After Mr Foley was gunned down in the garden of his Amman home, the Jordanian authorities began rounding up Islamists across Jordan. "Scores," according to the bearded Mr Chalabi.

The Associated Press news agency reported that he was "sought in an attack on a police station last year" – Mr Chalabi denies this – and was "apprehended after a shoot-out with police". He later escaped from hospital after being wounded, the agency said, basing its report on the word of an "official".

A likely story. MrChalabi, who is still recovering from the two bullets the police fired into his right shoulder, seemed pretty composed when he talked to me from his father's home.

According to him, he was driving his 34-year-old wife, Wasiya, who is crippled, to Amman for medical treatment. "We were near the town of Qatrani when we were stopped," he told me.

"It was a police patrol with two plainclothes men. When they looked at my papers, they said I would have to go to the security office in Qatrani, that I might be detained. They do this to anyone who has a tribal beard."

Mr Chalabi had no interest in being detained and reversed his car, speeding back towards the tribal city of Maan, whose 30,000 inhabitants have long supported the Islamist cause and who have been involved in street protests against Jordan's peace agreement with Israel.

"Another checkpoint fired at me and I drove on and, at the last checkpoint before Maan, they had driven lorries across the road to block me. I turned off on to a dirt road in the desert to avoid them and my wife was knocked unconscious on the roof because the car was bouncing so much."

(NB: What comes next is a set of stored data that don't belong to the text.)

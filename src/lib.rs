// Copyright (c) 2025 Fabstir
// SPDX-License-Identifier: BUSL-1.1
pub mod api;
pub mod cli;
pub mod config;
pub mod generator;
pub mod llm;
pub mod outline;
pub mod search;
pub mod version;

pub use api::{create_app, AppState};
pub use config::AppConfig;
pub use generator::{ArticleGenerator, ChatResponder, GenerationError, RoadmapGenerator};
pub use llm::{ChatModel, OpenRouterClient};
pub use search::SearchService;
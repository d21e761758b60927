// Copyright (c) 2025 Fabstir
// SPDX-License-Identifier: BUSL-1.1
use axum::{extract::State, Json};
use serde::{Deserialize, Serialize};

use super::http_server::AppState;
use crate::version;

#[derive(Debug, Clone, Serialize, Deserialize, PartialEq)]
pub struct HealthResponse {
    pub status: String,
    pub version: String,
    /// Model identifier requests are sent to
    pub model: String,
    /// Whether a model API key is present
    pub model_configured: bool,
    /// Whether web search credentials are present
    pub search_enabled: bool,
}

/// GET /health - Liveness and configuration summary
pub async fn health_handler(State(state): State<AppState>) -> Json<HealthResponse> {
    Json(HealthResponse {
        status: "ok".to_string(),
        version: version::VERSION_NUMBER.to_string(),
        model: state.model_id.clone(),
        model_configured: state.model_configured,
        search_enabled: state.search_enabled,
    })
}
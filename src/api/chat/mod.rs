// Copyright (c) 2025 Fabstir
// SPDX-License-Identifier: BUSL-1.1
//! Chat API endpoint
//!
//! Provides `POST /generate-chat-response`.

pub mod handler;
pub mod request;
pub mod response;

pub use handler::chat_handler;
pub use request::ChatApiRequest;
pub use response::ChatApiResponse;
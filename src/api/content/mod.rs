// Copyright (c) 2025 Fabstir
// SPDX-License-Identifier: BUSL-1.1
//! Article API endpoint
//!
//! Provides `POST /generate-content`.

pub mod handler;
pub mod request;
pub mod response;

pub use handler::content_handler;
pub use request::ContentApiRequest;
pub use response::ContentApiResponse;
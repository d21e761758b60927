// Copyright (c) 2025 Fabstir
// SPDX-License-Identifier: BUSL-1.1
//! JSON body extractor whose rejections use the `{error}` body

use axum::extract::FromRequest;

use super::errors::ApiError;

/// `axum::Json` with rejections converted into [`ApiError`]
#[derive(Debug, FromRequest)]
#[from_request(via(axum::Json), rejection(ApiError))]
pub struct ApiJson<T>(pub T);
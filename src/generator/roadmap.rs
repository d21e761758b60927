// Copyright (c) 2025 Fabstir
// SPDX-License-Identifier: BUSL-1.1
//! Roadmap generation and model-output interpretation

use serde_json::Value;
use std::sync::Arc;
use tracing::{debug, info, warn};

use super::errors::{GenerationError, UnparseableKind, MISSING_API_KEY_MESSAGE};
use super::prompts::{roadmap_prompt, ROADMAP_PARAMS};
use crate::llm::{ChatModel, CompletionParams};
use crate::outline::WikipediaOutline;

/// How the model's roadmap answer was interpreted
#[derive(Debug, Clone, PartialEq)]
pub enum RoadmapOutput {
    /// A JSON array of strings, kept exactly as returned
    ParsedList(Vec<String>),
    /// A JSON object with an `error` key
    ReportedError(String),
    /// Anything else
    Unparseable(UnparseableKind),
}

impl RoadmapOutput {
    pub fn into_result(self) -> Result<Vec<String>, GenerationError> {
        match self {
            RoadmapOutput::ParsedList(items) => Ok(items),
            RoadmapOutput::ReportedError(message) => {
                Err(GenerationError::ModelReportedRejection(message))
            }
            RoadmapOutput::Unparseable(kind) => Err(GenerationError::UnparseableModelOutput(kind)),
        }
    }
}

/// Strictly parse raw model text as a roadmap answer
///
/// Surrounding whitespace is ignored; nothing else is repaired. An array
/// containing any non-string element is the wrong shape. A non-string
/// `error` value is reported as its JSON text.
pub fn parse_roadmap_output(raw: &str) -> RoadmapOutput {
    let value: Value = match serde_json::from_str(raw.trim()) {
        Ok(value) => value,
        Err(_) => return RoadmapOutput::Unparseable(UnparseableKind::InvalidJson),
    };

    match value {
        Value::Array(items) => items
            .into_iter()
            .map(|item| match item {
                Value::String(label) => Some(label),
                _ => None,
            })
            .collect::<Option<Vec<String>>>()
            .map(RoadmapOutput::ParsedList)
            .unwrap_or(RoadmapOutput::Unparseable(UnparseableKind::WrongShape)),
        Value::Object(mut map) => match map.remove("error") {
            Some(Value::String(message)) => RoadmapOutput::ReportedError(message),
            Some(other) => RoadmapOutput::ReportedError(other.to_string()),
            None => RoadmapOutput::Unparseable(UnparseableKind::WrongShape),
        },
        _ => RoadmapOutput::Unparseable(UnparseableKind::WrongShape),
    }
}

/// Turns a topic into an ordered list of hierarchical section labels
pub struct RoadmapGenerator {
    model: Arc<dyn ChatModel>,
    outline: Option<Arc<WikipediaOutline>>,
    params: CompletionParams,
}

impl RoadmapGenerator {
    pub fn new(model: Arc<dyn ChatModel>) -> Self {
        Self {
            model,
            outline: None,
            params: ROADMAP_PARAMS,
        }
    }

    /// Seed prompts with a Wikipedia outline of the topic
    pub fn with_outline(mut self, outline: Arc<WikipediaOutline>) -> Self {
        self.outline = Some(outline);
        self
    }

    pub fn with_params(mut self, params: CompletionParams) -> Self {
        self.params = params;
        self
    }

    /// Generate a roadmap for `topic`
    ///
    /// Makes exactly one model call (plus the optional outline lookup); no
    /// retries.
    pub async fn generate(&self, topic: &str) -> Result<Vec<String>, GenerationError> {
        let topic = topic.trim();
        if topic.is_empty() {
            return Err(GenerationError::required("Topic"));
        }

        let existing = match &self.outline {
            Some(outline) if self.model.is_configured() => outline.outline(topic).await,
            _ => None,
        };

        self.generate_seeded(topic, existing.as_deref()).await
    }

    /// Generate a roadmap for `topic` that builds on an already fetched outline
    pub async fn generate_seeded(
        &self,
        topic: &str,
        existing: Option<&[String]>,
    ) -> Result<Vec<String>, GenerationError> {
        let topic = topic.trim();
        if topic.is_empty() {
            return Err(GenerationError::required("Topic"));
        }

        if !self.model.is_configured() {
            warn!("Roadmap requested but no model API key is configured");
            return Err(GenerationError::Configuration(
                MISSING_API_KEY_MESSAGE.to_string(),
            ));
        }

        info!("Generating roadmap for topic: {}", topic);

        let prompt = roadmap_prompt(topic, existing);
        let raw = self
            .model
            .complete(&prompt, self.params)
            .await
            .map_err(|e| {
                warn!("Roadmap model call failed for '{}': {}", topic, e);
                GenerationError::from(e)
            })?;

        debug!("Raw roadmap response: {}", raw);

        parse_roadmap_output(&raw)
            .into_result()
            .map(|items| {
                info!("Generated roadmap with {} entries", items.len());
                items
            })
            .map_err(|e| {
                warn!("Roadmap for '{}' not usable: {}", topic, e);
                e
            })
    }
}
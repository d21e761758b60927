// Copyright (c) 2025 Fabstir
// SPDX-License-Identifier: BUSL-1.1
//! Roadmap API endpoint handler

use axum::{extract::State, Json};
use tracing::{debug, warn};

use super::request::RoadmapApiRequest;
use super::response::RoadmapApiResponse;
use crate::api::errors::ApiError;
use crate::api::http_server::AppState;
use crate::api::json::ApiJson;

/// POST /generate-roadmap - Generate a learning roadmap for a topic
///
/// # Request
/// - `topic`: Subject to cover (required, non-blank)
///
/// # Response
/// - `roadmap`: Array of numbered section labels; subsections are indented
///
/// # Errors
/// - 400 Bad Request: Missing topic, malformed body, or the model declined the topic
/// - 500 Internal Server Error: Missing API key, model timeout or failure, unreadable model output
pub async fn roadmap_handler(
    State(state): State<AppState>,
    ApiJson(request): ApiJson<RoadmapApiRequest>,
) -> Result<Json<RoadmapApiResponse>, ApiError> {
    debug!("Roadmap request: {:?}", request.topic);

    if let Err(e) = request.validate() {
        warn!("Roadmap validation failed: {}", e);
        return Err(ApiError::ValidationError(e));
    }

    let roadmap = state.roadmap.generate(request.topic()).await?;

    Ok(Json(RoadmapApiResponse::new(roadmap)))
}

The moment Mr Chalabi jumped out of the car, the police opened fire on him again, this time hitting him twice.

"The people of Maan were standing at the checkpoint – including the lorry drivers who have been blocking the road," he said. "They got me into a car and took me to hospital and, once I'd been treated, I went to my father's home."

At which point, he was safe. The Jordanian police, it seems, will not enter Maan, about 170 miles south of Amman.

"We are a tribal town which refuses oppression and refuses to hand its sons to the 'relatives' of the Americans," he says.

So is it true that the King's writ does not run in Maan? It seems so. For if it does, how come I could talk to Mohamed al-Chalabi yesterday?